今回のロビンオリジナルアレンジのコスプレ計画がようやく形となり、本番の撮影(正片)を無事に終えることができました。仕上がった写真データを受け取った時、翼の白い羽に差し込む日光が虹色の光輪を放ち、その軽やかな質感がまさにキャラクター設定にあるピュアさを再現してくれたと感じました。
「空に属する」感覚にどこまでも近づけるため、衣装選びでは重く硬い生地をあえて避けました。メインのドレスには軽やかなシフォンと繊細なレースをふんだんに使用し、薄紫からスカイブルーへのグラデーション配色が日差しの下で美しいレイヤー感を見せてくれます。ウエストにあしらったピンクのバラはビジュアルの中心でありつつ、全体のスタイルに柔らかく甘い華やかさを添えてくれました。裾のスカートは重ね着の枚数が多いものの、適切な素材を選んだことで、回転した際に重苦しく積み重なるのではなく、軽やかで優雅なドレープを描いて流れます。背中の翼と頭上の天使光環(ヘイロー)はこのスタイリングの視覚的ソウル(魂)です。光環の固定には試行錯誤を重ね、動きを妨げずウィッグの形を潰さない安定感を確保しました。ウィッグには淡いグリーンとシルバーホワイトのインナーカラーを施し、強い光の下で自然な毛並みの質感を放ちます。全体の仙気(浮世離れした美しさ)に合わせてメイクは透明感のあるベースを選び、アイメイクに重点を置きました。低彩度のピーチカラーをベースにアイラインをやや跳ね上げ、明るい色のカラコンと合わせることで、瞳に生き生きとした集中力を与えました。リップは柔らかいミルクティーカラーで整え、メイク全体のクリーンで透明感のある印象をキープしています。
撮影当日は非常に光線状態が良く、カメラマンさんに十分な表現空間を与えてくれました。あえて夕方近くの時間帯を選び、太陽の逆光アングルを活用。ヴェールや翼の羽を透過した日差しが、レンズの前で美しい光の筋や虹色のフレアを作り出しました。こうした自然光のエフェクトはレタッチ(加工)で完全に再現するのは難しく、撮って出しの段階で圧倒的な雰囲気(空気感)を備えていました。最も自然な表情を切り取るため、振り向きや腕を上げる動作を何度も繰り返しました。大きなドレスの裾とヴェール、翼が絡まないよう、実際の撮影では身体のコーディネートに細心の注意が必要でした。
今回のコスプレ撮影は強い「オリジナルアレンジ(私設)」の意図を含んでいます。原作の「ロビン」の核となる特徴を保持しつつ、キャラクターの空霊さに対する私なりの解釈を加えました。ふんだんに使用した羽要素や軽やかな素材はすべて、重力から解放されたかのような錯覚を生み出すための試みです。衣装自体、特に翼の部分にはかなりの重量があり体力を消耗しましたが、仕上がりを見た瞬間、小道具制作や撮影の苦労が一気に吹き飛びました。
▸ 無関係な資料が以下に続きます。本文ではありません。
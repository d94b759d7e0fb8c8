//! Pending-header aggregation: one subscriber per selected chain, merged
//! into the combined header.

use crate::domain::RetryPolicy;
use crate::ports::NodeHandle;
use crate::registry::ClientRegistry;
use crate::state::CoordinatorState;
use shared_types::{Location, ReceiptBlock, Tier, TieredHeader};
use std::sync::Arc;
use std::time::Duration;
use tokio::sync::watch;
use tokio::task::JoinHandle;
use tracing::{debug, error, info, warn};

/// How often a still-syncing chain is re-polled.
const SYNC_POLL_INTERVAL: Duration = Duration::from_secs(2);

/// The subscriber tasks bound to one mining slice.
///
/// Relocation shuts the old set down before binding the new one: the
/// cancellation signal stops the tasks, and awaiting their handles is
/// the launch barrier that guarantees no stale subscriber outlives the
/// switch.
pub struct SubscriberSet {
    cancel: watch::Sender<bool>,
    handles: Vec<JoinHandle<()>>,
}

impl SubscriberSet {
    /// A set with no tasks, used as a placeholder during swaps.
    pub fn empty() -> Self {
        let (cancel, _) = watch::channel(false);
        Self {
            cancel,
            handles: Vec::new(),
        }
    }

    /// Number of live task handles in the set.
    pub fn len(&self) -> usize {
        self.handles.len()
    }

    /// Whether the set holds no tasks.
    pub fn is_empty(&self) -> bool {
        self.handles.is_empty()
    }

    /// Signal every task to stop and wait for all of them to finish.
    /// Safe to call any number of times on clones of the signal.
    pub async fn shutdown(self) {
        let _ = self.cancel.send(true);
        for handle in self.handles {
            let _ = handle.await;
        }
    }
}

/// Maintains the combined pending header for the selected slice.
///
/// One subscriber task per chain (PRIME, selected REGION, selected ZONE)
/// feeds [`HeaderAggregator::update`]; every update publishes a
/// by-value snapshot onto a lossy-latest channel consumed by the mining
/// driver. Producers never block: an unconsumed snapshot is overwritten.
#[derive(Clone)]
pub struct HeaderAggregator {
    state: Arc<CoordinatorState>,
    registry: Arc<ClientRegistry>,
    updates: Arc<watch::Sender<Option<TieredHeader>>>,
}

impl HeaderAggregator {
    /// Create an aggregator over the shared state and registry.
    pub fn new(state: Arc<CoordinatorState>, registry: Arc<ClientRegistry>) -> Self {
        let (updates, _) = watch::channel(None);
        Self {
            state,
            registry,
            updates: Arc::new(updates),
        }
    }

    /// A receiver of combined-header snapshots for the mining driver.
    pub fn subscribe_updates(&self) -> watch::Receiver<Option<TieredHeader>> {
        self.updates.subscribe()
    }

    /// Spawn one subscriber task per chain of `location`'s slice.
    pub fn bind(&self, location: Location) -> SubscriberSet {
        let (cancel, cancel_rx) = watch::channel(false);
        let mut handles = Vec::new();
        for (tier, chain) in slice_chains(location) {
            match self.registry.client_at(chain) {
                Some(node) => {
                    let task = self
                        .clone()
                        .run_subscriber(tier, chain, node.clone(), cancel_rx.clone());
                    handles.push(tokio::spawn(task));
                }
                None => warn!(%chain, "chain unavailable; pending-block subscription skipped"),
            }
        }
        SubscriberSet { cancel, handles }
    }

    /// Issue a one-shot pending fetch per chain so mining can start
    /// before the first push notification arrives.
    pub fn prime(&self, location: Location, set: &mut SubscriberSet) {
        for (tier, chain) in slice_chains(location) {
            if let Some(node) = self.registry.client_at(chain) {
                let aggregator = self.clone();
                let node = node.clone();
                let mut cancel = set.cancel.subscribe();
                set.handles.push(tokio::spawn(async move {
                    aggregator.fetch_pending(tier, &node, &mut cancel).await;
                }));
            }
        }
    }

    async fn run_subscriber(
        self,
        tier: Tier,
        chain: Location,
        node: NodeHandle,
        mut cancel: watch::Receiver<bool>,
    ) {
        info!(%tier, %chain, "pending-block subscriber starting");

        // Wait out the chain's initial sync.
        loop {
            if *cancel.borrow() {
                return;
            }
            match node.sync_progress().await {
                Ok(None) => break,
                Ok(Some(sync)) => debug!(
                    %chain,
                    current = sync.current_block,
                    highest = sync.highest_block,
                    "chain still syncing"
                ),
                Err(error) => warn!(%chain, %error, "sync check failed"),
            }
            tokio::select! {
                _ = tokio::time::sleep(SYNC_POLL_INTERVAL) => {}
                _ = cancel.changed() => return,
            }
        }

        let mut notifications = match node.subscribe_pending_blocks().await {
            Ok(receiver) => receiver,
            Err(error) => {
                error!(%chain, %error, "pending-block subscription failed");
                return;
            }
        };
        info!(%tier, %chain, "subscribed to pending blocks");

        loop {
            tokio::select! {
                notification = notifications.recv() => match notification {
                    Some(_) => self.fetch_pending(tier, &node, &mut cancel).await,
                    None => {
                        warn!(%chain, "pending-block subscription closed");
                        return;
                    }
                },
                // Dropping the notification receiver unsubscribes.
                _ = cancel.changed() => return,
            }
        }
    }

    /// Fetch the chain's pending block, guarding against stale heights,
    /// and merge it into the combined header.
    pub(crate) async fn fetch_pending(
        &self,
        tier: Tier,
        node: &NodeHandle,
        cancel: &mut watch::Receiver<bool>,
    ) {
        let current = self.state.lock().await.slot_number(tier);
        let fresh =
            |block: &ReceiptBlock| block.number(tier).is_some() && block.number(tier) != current;

        let mut fetched = node.pending_block().await;

        // A pending block at the height already merged is stale;
        // refetch once before falling back to the retry loop.
        if let Ok(Some(block)) = &fetched {
            if block.number(tier).is_some() && block.number(tier) == current {
                warn!(%tier, number = ?current, "pending block height unchanged; refetching");
                fetched = node.pending_block().await;
            }
        }

        let block = match fetched {
            Ok(Some(block)) if fresh(&block) => block,
            other => {
                match &other {
                    Err(error) => warn!(%tier, %error, "pending block fetch failed"),
                    _ => warn!(%tier, "pending block absent or stale"),
                }
                let mut retry = RetryPolicy::new();
                loop {
                    if *cancel.borrow() {
                        return;
                    }
                    let delay = retry.next_delay();
                    if !delay.is_zero() {
                        debug!(
                            %tier,
                            attempt = retry.attempts(),
                            delay_secs = delay.as_secs(),
                            "waiting before pending block retry"
                        );
                        tokio::select! {
                            _ = tokio::time::sleep(delay) => {}
                            _ = cancel.changed() => return,
                        }
                    }
                    let current = self.state.lock().await.slot_number(tier);
                    match node.pending_block().await {
                        Ok(Some(block))
                            if block.number(tier).is_some() && block.number(tier) != current =>
                        {
                            break block
                        }
                        Ok(_) => {}
                        Err(error) => debug!(%tier, %error, "pending block fetch failed"),
                    }
                }
            }
        };
        self.update(tier, block).await;
    }

    /// Merge a pending block into the combined header and publish a
    /// snapshot for the mining driver.
    pub async fn update(&self, tier: Tier, block: ReceiptBlock) {
        let mut state = self.state.lock().await;
        state.apply_update(tier, block);
        let snapshot = state.snapshot();
        info!(
            %tier,
            number = ?snapshot.number[tier.index()],
            time = snapshot.time,
            location = %snapshot.location,
            "combined header updated"
        );
        // Lossy-latest: an unconsumed snapshot is replaced, never queued.
        let _ = self.updates.send(Some(snapshot));
    }
}

/// The three chains making up the slice at `location`.
fn slice_chains(location: Location) -> [(Tier, Location); 3] {
    [
        (Tier::Prime, Location::PRIME),
        (Tier::Region, location.at_tier(Tier::Region)),
        (Tier::Zone, location),
    ]
}
//! Auto-location: follow the lowest-difficulty REGION/ZONE pair.

use crate::aggregator::{HeaderAggregator, SubscriberSet};
use crate::registry::ClientRegistry;
use crate::state::CoordinatorState;
use primitive_types::U256;
use shared_types::{Location, Tier, REGIONS, ZONES_PER_REGION};
use std::sync::Arc;
use std::time::Duration;
use tokio::sync::watch;
use tracing::{info, warn};

/// Periodically re-evaluates the mining slice and atomically rebinds the
/// pending-header subscriptions when a cheaper one appears.
pub struct AutoLocator {
    registry: Arc<ClientRegistry>,
    state: Arc<CoordinatorState>,
}

impl AutoLocator {
    /// Create a locator over the registry and shared state.
    pub fn new(registry: Arc<ClientRegistry>, state: Arc<CoordinatorState>) -> Self {
        Self { registry, state }
    }

    /// The `(region, zone)` pair with the lowest difficulty.
    pub async fn find_best_location(&self) -> Option<Location> {
        Self::scan(&self.registry).await
    }

    /// Scan the network for the cheapest slice: first the region with
    /// the smallest `difficulty[1]`, then the zone within it with the
    /// smallest `difficulty[2]`. Unreachable chains are skipped; returns
    /// `None` when no region or no zone answered. Also used once at
    /// startup to pick the initial slice in auto mode.
    pub async fn scan(registry: &ClientRegistry) -> Option<Location> {
        let mut best_region: Option<(u8, U256)> = None;
        for r in 1..=REGIONS as u8 {
            let Some(node) = registry.region(r) else {
                continue;
            };
            match node.header_by_number(None).await {
                Ok(header) => {
                    let difficulty = header.difficulty[Tier::Region.index()];
                    info!(region = r, %difficulty, "region difficulty");
                    if best_region.map_or(true, |(_, best)| difficulty < best) {
                        best_region = Some((r, difficulty));
                    }
                }
                Err(error) => warn!(region = r, %error, "region head lookup failed"),
            }
        }
        let (region, _) = best_region?;

        let mut best_zone: Option<(u8, U256)> = None;
        for z in 1..=ZONES_PER_REGION as u8 {
            let Some(node) = registry.zone(region, z) else {
                continue;
            };
            match node.header_by_number(None).await {
                Ok(header) => {
                    let difficulty = header.difficulty[Tier::Zone.index()];
                    info!(region, zone = z, %difficulty, "zone difficulty");
                    if best_zone.map_or(true, |(_, best)| difficulty < best) {
                        best_zone = Some((z, difficulty));
                    }
                }
                Err(error) => warn!(region, zone = z, %error, "zone head lookup failed"),
            }
        }
        let (zone, _) = best_zone?;

        let location = Location::new(region, zone);
        info!(%location, "best mining location");
        Some(location)
    }

    /// Atomically move the mining slice to `target`: stop the old
    /// subscriber tasks, wait for them to finish, swap the location, and
    /// bind fresh subscribers primed with one-shot pending fetches. No
    /// in-flight work is dropped: the old tasks drain before the state
    /// flips.
    pub async fn relocate(
        &self,
        aggregator: &HeaderAggregator,
        subscribers: SubscriberSet,
        target: Location,
    ) -> SubscriberSet {
        subscribers.shutdown().await;
        self.state.lock().await.set_location(target);
        let mut replacement = aggregator.bind(target);
        aggregator.prime(target, &mut replacement);
        replacement
    }

    /// Re-evaluate every `timer_minutes` until `cancel` fires. Owns the
    /// subscriber set for the lifetime of the loop and shuts it down on
    /// exit.
    pub async fn run(
        self,
        aggregator: HeaderAggregator,
        mut subscribers: SubscriberSet,
        timer_minutes: u64,
        mut cancel: watch::Receiver<bool>,
    ) {
        let mut ticker = tokio::time::interval(Duration::from_secs(timer_minutes * 60));
        // The first tick completes immediately; skip it.
        ticker.tick().await;

        loop {
            tokio::select! {
                _ = ticker.tick() => {
                    let current = self.state.lock().await.location();
                    let Some(best) = self.find_best_location().await else {
                        warn!("no reachable region/zone pair; keeping current location");
                        continue;
                    };
                    if best != current {
                        info!(%current, %best, "relocating mining slice");
                        let old = std::mem::replace(&mut subscribers, SubscriberSet::empty());
                        subscribers = self.relocate(&aggregator, old, best).await;
                    }
                }
                _ = cancel.changed() => {
                    subscribers.shutdown().await;
                    return;
                }
            }
        }
    }
}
キャラクターを再現するたび、まるで次元を超えるような体験を味わえます。今回このようなエレガントで空霊なスタイルを着こなし、キャラクターへの理解を衣装・小道具・撮影ディテールに溶け込ませることができたこのプロセスは、趣味の創作にとどまらず、二次元撮影における美意識と体力の挑戦でもありました。レンズとこのスタイリングを通じて、あの軽やかな空気感を残すことができて心から嬉しく思います。